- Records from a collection
use std::sync::Arc;
use std::time::Duration;

use tokio::io::{AsyncRead, AsyncReadExt, AsyncWrite, AsyncWriteExt};
use tokio::time::timeout;
use tracing::{debug, info, warn};

use crate::config::ServerConfig;
use crate::http::parser::{message_complete, parse_http_request};
use crate::http::request::Request;
use crate::http::response::Response;
use crate::http::writer::ResponseWriter;
use crate::server::handler::Handler;

const READ_CHUNK: usize = 1024;

/// Per-connection bounds on buffering and blocking.
#[derive(Debug, Clone, Copy)]
pub struct ConnectionLimits {
    pub max_request_size: usize,
    pub read_timeout: Duration,
    pub write_timeout: Duration,
}

impl From<&ServerConfig> for ConnectionLimits {
    fn from(cfg: &ServerConfig) -> Self {
        Self {
            max_request_size: cfg.max_request_size,
            read_timeout: cfg.read_timeout(),
            write_timeout: cfg.write_timeout(),
        }
    }
}

/// One client connection, serving a single request then closing.
pub struct Connection<S> {
    stream: S,
    handler: Arc<Handler>,
    limits: ConnectionLimits,
    buffer: Vec<u8>,
    state: ConnectionState,
}

pub enum ConnectionState {
    Reading,
    Processing(Request),
    Writing(ResponseWriter),
    Closed,
}

impl<S> Connection<S>
where
    S: AsyncRead + AsyncWrite + Unpin,
{
    pub fn new(stream: S, handler: Arc<Handler>, limits: ConnectionLimits) -> Self {
        Self {
            stream,
            handler,
            limits,
            buffer: Vec::with_capacity(READ_CHUNK),
            state: ConnectionState::Reading,
        }
    }

    pub async fn run(&mut self) -> anyhow::Result<()> {
        loop {
            let state = std::mem::replace(&mut self.state, ConnectionState::Closed);

            self.state = match state {
                ConnectionState::Reading => {
                    self.read_request().await?;

                    if self.buffer.is_empty() {
                        debug!("Connection closed before any request bytes");
                        ConnectionState::Closed
                    } else {
                        match parse_http_request(&self.buffer) {
                            Ok(request) => ConnectionState::Processing(request),
                            Err(e) => {
                                warn!(error = %e, "Rejecting unparseable request");
                                ConnectionState::Writing(ResponseWriter::new(&Response::not_found()))
                            }
                        }
                    }
                }

                ConnectionState::Processing(request) => {
                    if request.truncated {
                        warn!(
                            declared = request.content_length(),
                            captured = request.body_length(),
                            limit = self.limits.max_request_size,
                            "Request body truncated"
                        );
                    }

                    let response = self.handler.handle(&request).await;

                    info!(
                        method = %request.method,
                        path = %request.path,
                        status = response.status.as_u16(),
                        bytes = response.body.len(),
                        "Request served"
                    );

                    ConnectionState::Writing(ResponseWriter::new(&response))
                }

                ConnectionState::Writing(mut writer) => {
                    let written =
                        timeout(self.limits.write_timeout, writer.write_to_stream(&mut self.stream)).await;
                    match written {
                        Ok(result) => result?,
                        Err(_) => {
                            return Err(anyhow::anyhow!(
                                "write timed out after {} of {} bytes",
                                writer.written(),
                                writer.len()
                            ));
                        }
                    }

                    // Best effort: the peer may already be gone.
                    let _ = self.stream.shutdown().await;
                    ConnectionState::Closed
                }

                ConnectionState::Closed => break,
            };
        }

        Ok(())
    }

    /// Fills the buffer until the request is complete, the peer stops
    /// sending, `max_request_size` is reached, or a read times out.
    ///
    /// A timeout is not an error: whatever was captured gets served.
    pub async fn read_request(&mut self) -> anyhow::Result<()> {
        let mut chunk = [0u8; READ_CHUNK];

        while !message_complete(&self.buffer) {
            let room = self.limits.max_request_size.saturating_sub(self.buffer.len());
            if room == 0 {
                warn!(
                    limit = self.limits.max_request_size,
                    "Request reached max_request_size"
                );
                break;
            }

            let want = room.min(chunk.len());
            let read = timeout(self.limits.read_timeout, self.stream.read(&mut chunk[..want])).await;
            let n = match read {
                Ok(result) => result?,
                Err(_) => {
                    if !self.buffer.is_empty() {
                        warn!(captured = self.buffer.len(), "Read timed out mid-request");
                    }
                    break;
                }
            };

            if n == 0 {
                break;
            }

            self.buffer.extend_from_slice(&chunk[..n]);
        }

        Ok(())
    }
}
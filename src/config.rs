//! Runtime configuration.
//!
//! Configuration is read from a YAML file named by `GATEHOUSE_CONFIG`.
//! Every field has a default, so an absent file (or a partial one) is
//! fine. The `LISTEN` environment variable overrides the listen address.

use serde::Deserialize;
use std::path::{Path, PathBuf};
use std::time::Duration;

/// Errors raised while loading or validating configuration.
#[derive(Debug, thiserror::Error)]
pub enum ConfigError {
    #[error("failed to read config file {}: {source}", path.display())]
    Io {
        path: PathBuf,
        source: std::io::Error,
    },
    #[error("failed to parse config: {0}")]
    Parse(#[from] serde_yaml::Error),
    #[error("invalid config: {0}")]
    Invalid(String),
}

#[derive(Debug, Clone, Default, Deserialize)]
#[serde(default)]
pub struct Config {
    pub server: ServerConfig,
    pub static_files: StaticFilesConfig,
    pub proxy: ProxyConfig,
}

/// Listening socket and per-connection limits.
#[derive(Debug, Clone, Deserialize)]
#[serde(default)]
pub struct ServerConfig {
    pub listen_addr: String,
    /// Accept backlog passed to `listen(2)`.
    pub backlog: u32,
    /// Connections served at once. 1 serves strictly one at a time.
    pub max_connections: usize,
    /// Upper bound on the bytes captured from a client per request.
    pub max_request_size: usize,
    pub read_timeout_ms: u64,
    pub write_timeout_ms: u64,
}

#[derive(Debug, Clone, Deserialize)]
#[serde(default)]
pub struct StaticFilesConfig {
    pub root: PathBuf,
    /// Files are truncated to this many bytes.
    pub max_file_size: usize,
}

#[derive(Debug, Clone, Deserialize)]
#[serde(default)]
pub struct ProxyConfig {
    pub backends: Vec<BackendConfig>,
    pub connect_timeout_ms: u64,
    pub request_timeout_ms: u64,
    pub max_response_size: usize,
    pub status_policy: StatusPolicy,
}

#[derive(Debug, Clone, Deserialize, PartialEq, Eq)]
pub struct BackendConfig {
    pub url: String,
    #[serde(default)]
    pub name: Option<String>,
}

/// What status the proxy reports after a successful exchange.
#[derive(Debug, Clone, Copy, Default, Deserialize, PartialEq, Eq)]
#[serde(rename_all = "snake_case")]
pub enum StatusPolicy {
    /// Always answer 200, whatever the backend said.
    #[default]
    AlwaysOk,
    /// Relay the status code from the backend's status line.
    Propagate,
}

impl Default for ServerConfig {
    fn default() -> Self {
        Self {
            listen_addr: "0.0.0.0:8080".to_string(),
            backlog: 10,
            max_connections: 64,
            max_request_size: 8192,
            read_timeout_ms: 5_000,
            write_timeout_ms: 5_000,
        }
    }
}

impl Default for StaticFilesConfig {
    fn default() -> Self {
        Self {
            root: PathBuf::from("."),
            max_file_size: 8192,
        }
    }
}

impl Default for ProxyConfig {
    fn default() -> Self {
        Self {
            backends: vec![BackendConfig {
                url: "http://localhost:8000".to_string(),
                name: Some("default".to_string()),
            }],
            connect_timeout_ms: 2_000,
            request_timeout_ms: 10_000,
            max_response_size: 64 * 1024,
            status_policy: StatusPolicy::AlwaysOk,
        }
    }
}

impl ServerConfig {
    pub fn read_timeout(&self) -> Duration {
        Duration::from_millis(self.read_timeout_ms)
    }

    pub fn write_timeout(&self) -> Duration {
        Duration::from_millis(self.write_timeout_ms)
    }
}

impl ProxyConfig {
    pub fn connect_timeout(&self) -> Duration {
        Duration::from_millis(self.connect_timeout_ms)
    }

    pub fn request_timeout(&self) -> Duration {
        Duration::from_millis(self.request_timeout_ms)
    }
}

impl Config {
    /// Loads configuration from `GATEHOUSE_CONFIG` (or defaults) and
    /// applies the `LISTEN` override.
    pub fn load() -> Result<Self, ConfigError> {
        let mut cfg = match std::env::var_os("GATEHOUSE_CONFIG") {
            Some(path) => Self::from_file(Path::new(&path))?,
            None => Self::default(),
        };

        if let Ok(listen_addr) = std::env::var("LISTEN") {
            cfg.server.listen_addr = listen_addr;
        }

        cfg.validate()?;
        Ok(cfg)
    }

    pub fn from_file(path: &Path) -> Result<Self, ConfigError> {
        let content = std::fs::read_to_string(path).map_err(|source| ConfigError::Io {
            path: path.to_path_buf(),
            source,
        })?;
        Self::from_yaml_str(&content)
    }

    pub fn from_yaml_str(content: &str) -> Result<Self, ConfigError> {
        let cfg: Config = serde_yaml::from_str(content)?;
        cfg.validate()?;
        Ok(cfg)
    }

    pub fn validate(&self) -> Result<(), ConfigError> {
        let limits = [
            ("server.max_connections", self.server.max_connections),
            ("server.max_request_size", self.server.max_request_size),
            ("static_files.max_file_size", self.static_files.max_file_size),
            ("proxy.max_response_size", self.proxy.max_response_size),
        ];
        for (name, value) in limits {
            if value == 0 {
                return Err(ConfigError::Invalid(format!("{} must be greater than 0", name)));
            }
        }

        for backend in &self.proxy.backends {
            let url = url::Url::parse(&backend.url).map_err(|e| {
                ConfigError::Invalid(format!("backend url {:?}: {}", backend.url, e))
            })?;
            if url.scheme() != "http" {
                return Err(ConfigError::Invalid(format!(
                    "backend url {:?}: only http is supported",
                    backend.url
                )));
            }
            if url.host_str().is_none() {
                return Err(ConfigError::Invalid(format!(
                    "backend url {:?}: missing host",
                    backend.url
                )));
            }
        }

        Ok(())
    }
}
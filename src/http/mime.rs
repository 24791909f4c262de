//! Content-Type lookup by file extension.

use std::path::Path;

const DEFAULT_MIME: &str = "application/octet-stream";

pub fn mime_for_path(path: &Path) -> &'static str {
    let ext = match path.extension().and_then(|e| e.to_str()) {
        Some(ext) => ext.to_ascii_lowercase(),
        None => return DEFAULT_MIME,
    };

    match ext.as_str() {
        "html" | "htm" => "text/html",
        "css" => "text/css",
        "js" | "mjs" => "application/javascript",
        "json" => "application/json",
        "txt" => "text/plain",
        "xml" => "application/xml",
        "svg" => "image/svg+xml",
        "png" => "image/png",
        "jpg" | "jpeg" => "image/jpeg",
        "gif" => "image/gif",
        "ico" => "image/x-icon",
        "webp" => "image/webp",
        "wasm" => "application/wasm",
        "pdf" => "application/pdf",
        _ => DEFAULT_MIME,
    }
}

#[cfg(test)]
mod tests {
    use super::*;

    #[test]
    fn known_and_unknown_extensions() {
        assert_eq!(mime_for_path(Path::new("a/index.HTML")), "text/html");
        assert_eq!(mime_for_path(Path::new("style.css")), "text/css");
        assert_eq!(mime_for_path(Path::new("blob.bin")), DEFAULT_MIME);
        assert_eq!(mime_for_path(Path::new("Makefile")), DEFAULT_MIME);
    }
}
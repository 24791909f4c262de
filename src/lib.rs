//! Gatehouse - static files and a reverse proxy over HTTP/1.1
//!
//! Each connection carries one request: `/static/...` is answered from
//! disk, `/api/...` is forwarded to a backend, everything else is 404.

pub mod config;
pub mod http;
pub mod proxy;
pub mod router;
pub mod server;
pub mod static_files;
use std::collections::HashMap;
use std::fmt;

/// Request method token.
///
/// Routing never looks at the method. It is kept so the proxy can replay
/// it to the backend, which is why unknown tokens survive in `Other`.
#[derive(Debug, Clone, PartialEq, Eq)]
pub enum Method {
    GET,
    POST,
    PUT,
    DELETE,
    HEAD,
    OPTIONS,
    PATCH,
    Other(String),
}

/// A request parsed from the bytes of one client connection.
///
/// The request owns its body; nothing built from it borrows back into the
/// connection's read buffer.
#[derive(Debug, Clone)]
pub struct Request {
    pub method: Method,
    /// Request target as sent, query string included.
    pub path: String,
    /// Defaults to "HTTP/1.1" when the request line omits it.
    pub version: String,
    pub headers: HashMap<String, String>,
    /// Bytes after the blank line, at most Content-Length of them.
    pub body: Vec<u8>,
    /// Set when Content-Length promised more bytes than were captured
    pub truncated: bool,
}

/// Assembles a [`Request`] field by field; used by the parser and tests.
pub struct RequestBuilder {
    method: Option<Method>,
    path: Option<String>,
    version: Option<String>,
    headers: HashMap<String, String>,
    body: Vec<u8>,
}

impl Method {
    /// Parses an HTTP method token.
    ///
    /// Matching is case-sensitive; unknown tokens become `Method::Other`.
    ///
    /// # Example
    ///
    /// ```
    /// # use gatehouse::http::request::Method;
    /// assert_eq!(Method::from_token("GET"), Method::GET);
    /// assert_eq!(Method::from_token("PURGE"), Method::Other("PURGE".into()));
    /// ```
    pub fn from_token(s: &str) -> Self {
        match s {
            "GET" => Method::GET,
            "POST" => Method::POST,
            "PUT" => Method::PUT,
            "DELETE" => Method::DELETE,
            "HEAD" => Method::HEAD,
            "OPTIONS" => Method::OPTIONS,
            "PATCH" => Method::PATCH,
            other => Method::Other(other.to_string()),
        }
    }

    pub fn as_str(&self) -> &str {
        match self {
            Method::GET => "GET",
            Method::POST => "POST",
            Method::PUT => "PUT",
            Method::DELETE => "DELETE",
            Method::HEAD => "HEAD",
            Method::OPTIONS => "OPTIONS",
            Method::PATCH => "PATCH",
            Method::Other(token) => token,
        }
    }
}

impl fmt::Display for Method {
    fn fmt(&self, f: &mut fmt::Formatter<'_>) -> fmt::Result {
        f.write_str(self.as_str())
    }
}

impl Default for RequestBuilder {
    fn default() -> Self {
        Self::new()
    }
}

impl RequestBuilder {
    pub fn new() -> Self {
        Self {
            method: None,
            path: None,
            version: None,
            headers: HashMap::new(),
            body: Vec::new(),
        }
    }

    pub fn method(mut self, method: Method) -> Self {
        self.method = Some(method);
        self
    }

    pub fn path(mut self, path: impl Into<String>) -> Self {
        self.path = Some(path.into());
        self
    }

    pub fn version(mut self, version: impl Into<String>) -> Self {
        self.version = Some(version.into());
        self
    }

    pub fn header(mut self, key: impl Into<String>, value: impl Into<String>) -> Self {
        self.headers.insert(key.into(), value.into());
        self
    }

    pub fn body(mut self, body: Vec<u8>) -> Self {
        self.body = body;
        self
    }

    pub fn build(self) -> Result<Request, &'static str> {
        Ok(Request {
            method: self.method.ok_or("method missing")?,
            path: self.path.ok_or("path missing")?,
            version: self.version.unwrap_or_else(|| "HTTP/1.1".to_string()),
            headers: self.headers,
            body: self.body,
            truncated: false,
        })
    }
}

impl Request {
    /// Retrieves a header value by name, ignoring ASCII case.
    pub fn header(&self, key: &str) -> Option<&str> {
        self.headers
            .iter()
            .find(|(k, _)| k.eq_ignore_ascii_case(key))
            .map(|(_, v)| v.as_str())
    }

    /// The declared Content-Length, if present and numeric.
    pub fn declared_length(&self) -> Option<usize> {
        self.header("Content-Length").and_then(|v| v.parse().ok())
    }

    /// [`Request::declared_length`], or 0.
    pub fn content_length(&self) -> usize {
        self.declared_length().unwrap_or(0)
    }

    /// Number of body bytes actually captured.
    pub fn body_length(&self) -> usize {
        self.body.len()
    }

    /// Copy of this request aimed at a different target path.
    pub fn with_path(&self, path: impl Into<String>) -> Request {
        Request {
            path: path.into(),
            ..self.clone()
        }
    }
}
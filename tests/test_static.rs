//! Tests for the static file responder

use gatehouse::http::response::StatusCode;
use gatehouse::static_files::StaticFiles;
use std::fs;
use std::path::Path;
use tempfile::TempDir;

fn site() -> TempDir {
    let dir = tempfile::tempdir().unwrap();
    fs::create_dir_all(dir.path().join("static/css")).unwrap();
    fs::write(dir.path().join("static/index.html"), "<p>hi</p>").unwrap();
    fs::write(dir.path().join("static/css/site.css"), "body{}").unwrap();
    fs::write(dir.path().join("secret.txt"), "top secret").unwrap();
    dir
}

fn files(root: &Path) -> StaticFiles {
    StaticFiles::new(root, 8192).unwrap()
}

#[tokio::test]
async fn test_serves_existing_file() {
    let dir = site();
    let response = files(dir.path()).serve("/static/index.html").await;

    assert_eq!(response.status, StatusCode::Ok);
    assert_eq!(response.body, b"<p>hi</p>".to_vec());
    assert_eq!(response.header("Content-Type"), Some("text/html"));
}

#[tokio::test]
async fn test_serves_nested_file_with_mime_type() {
    let dir = site();
    let response = files(dir.path()).serve("/static/css/site.css").await;

    assert_eq!(response.status, StatusCode::Ok);
    assert_eq!(response.header("Content-Type"), Some("text/css"));
}

#[tokio::test]
async fn test_query_string_is_ignored() {
    let dir = site();
    let response = files(dir.path()).serve("/static/index.html?v=3").await;

    assert_eq!(response.status, StatusCode::Ok);
    assert_eq!(response.body, b"<p>hi</p>".to_vec());
}

#[tokio::test]
async fn test_missing_file_is_not_found() {
    let dir = site();
    let response = files(dir.path()).serve("/static/missing.html").await;

    assert_eq!(response.status, StatusCode::NotFound);
    assert_eq!(response.body, b"<h1>404 Not Found</h1>".to_vec());
}

#[tokio::test]
async fn test_directory_is_not_found() {
    let dir = site();
    let response = files(dir.path()).serve("/static/css").await;

    assert_eq!(response.status, StatusCode::NotFound);
}

#[tokio::test]
async fn test_invalid_path_gets_diagnostic() {
    let dir = site();
    let response = files(dir.path()).serve("/static/in\0dex.html").await;

    assert_eq!(response.status, StatusCode::NotFound);
    assert_eq!(response.body, b"<h1>404 Not Found: invalid path</h1>".to_vec());
}

#[tokio::test]
async fn test_large_file_is_truncated() {
    let dir = site();
    fs::write(dir.path().join("static/big.txt"), "abcdefghij").unwrap();

    let response = StaticFiles::new(dir.path(), 4)
        .unwrap()
        .serve("/static/big.txt")
        .await;

    assert_eq!(response.status, StatusCode::Ok);
    assert_eq!(response.body, b"abcd".to_vec());
    assert_eq!(response.header("Content-Length"), Some("4"));
}

#[tokio::test]
async fn test_parent_dir_escape_is_forbidden() {
    let dir = site();
    let response = files(dir.path()).serve("/static/../secret.txt").await;

    assert_eq!(response.status, StatusCode::Forbidden);
    assert!(!response.body.windows(10).any(|w| w == b"top secret"));
}

#[cfg(unix)]
#[tokio::test]
async fn test_symlink_escape_is_forbidden() {
    let dir = site();
    let outside = tempfile::tempdir().unwrap();
    fs::write(outside.path().join("passwd"), "root:x:0:0").unwrap();
    std::os::unix::fs::symlink(outside.path().join("passwd"), dir.path().join("static/link")).unwrap();

    let response = files(dir.path()).serve("/static/link").await;

    assert_eq!(response.status, StatusCode::Forbidden);
}

#[cfg(unix)]
#[tokio::test]
async fn test_symlink_inside_root_is_served() {
    let dir = site();
    std::os::unix::fs::symlink(
        dir.path().join("static/index.html"),
        dir.path().join("static/alias.html"),
    )
    .unwrap();

    let response = files(dir.path()).serve("/static/alias.html").await;

    assert_eq!(response.status, StatusCode::Ok);
    assert_eq!(response.body, b"<p>hi</p>".to_vec());
}

#[cfg(unix)]
#[tokio::test]
async fn test_unreadable_file_is_forbidden() {
    use std::os::unix::fs::PermissionsExt;

    let dir = site();
    let path = dir.path().join("static/locked.html");
    fs::write(&path, "locked").unwrap();
    fs::set_permissions(&path, fs::Permissions::from_mode(0o000)).unwrap();

    // Privileged users read through file modes; nothing to check then.
    if fs::File::open(&path).is_ok() {
        return;
    }

    let response = files(dir.path()).serve("/static/locked.html").await;
    assert_eq!(response.status, StatusCode::Forbidden);
    assert_eq!(response.body, b"<h1>403 Forbidden</h1>".to_vec());
}

#[tokio::test]
async fn test_repeated_requests_are_identical() {
    let dir = site();
    let files = files(dir.path());

    let first = files.serve("/static/index.html").await;
    let second = files.serve("/static/index.html").await;

    assert_eq!(first.status, second.status);
    assert_eq!(first.body, second.body);
    assert_eq!(first.headers, second.headers);
}

#[test]
fn test_missing_root_is_an_error() {
    assert!(StaticFiles::new("/definitely/not/here", 8192).is_err());
}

- What you are asked to do
Please copy every line of the records above in which "while" appears.

- Expected answer
        while !message_complete(&self.buffer) {
/// Errors raised while loading or validating configuration.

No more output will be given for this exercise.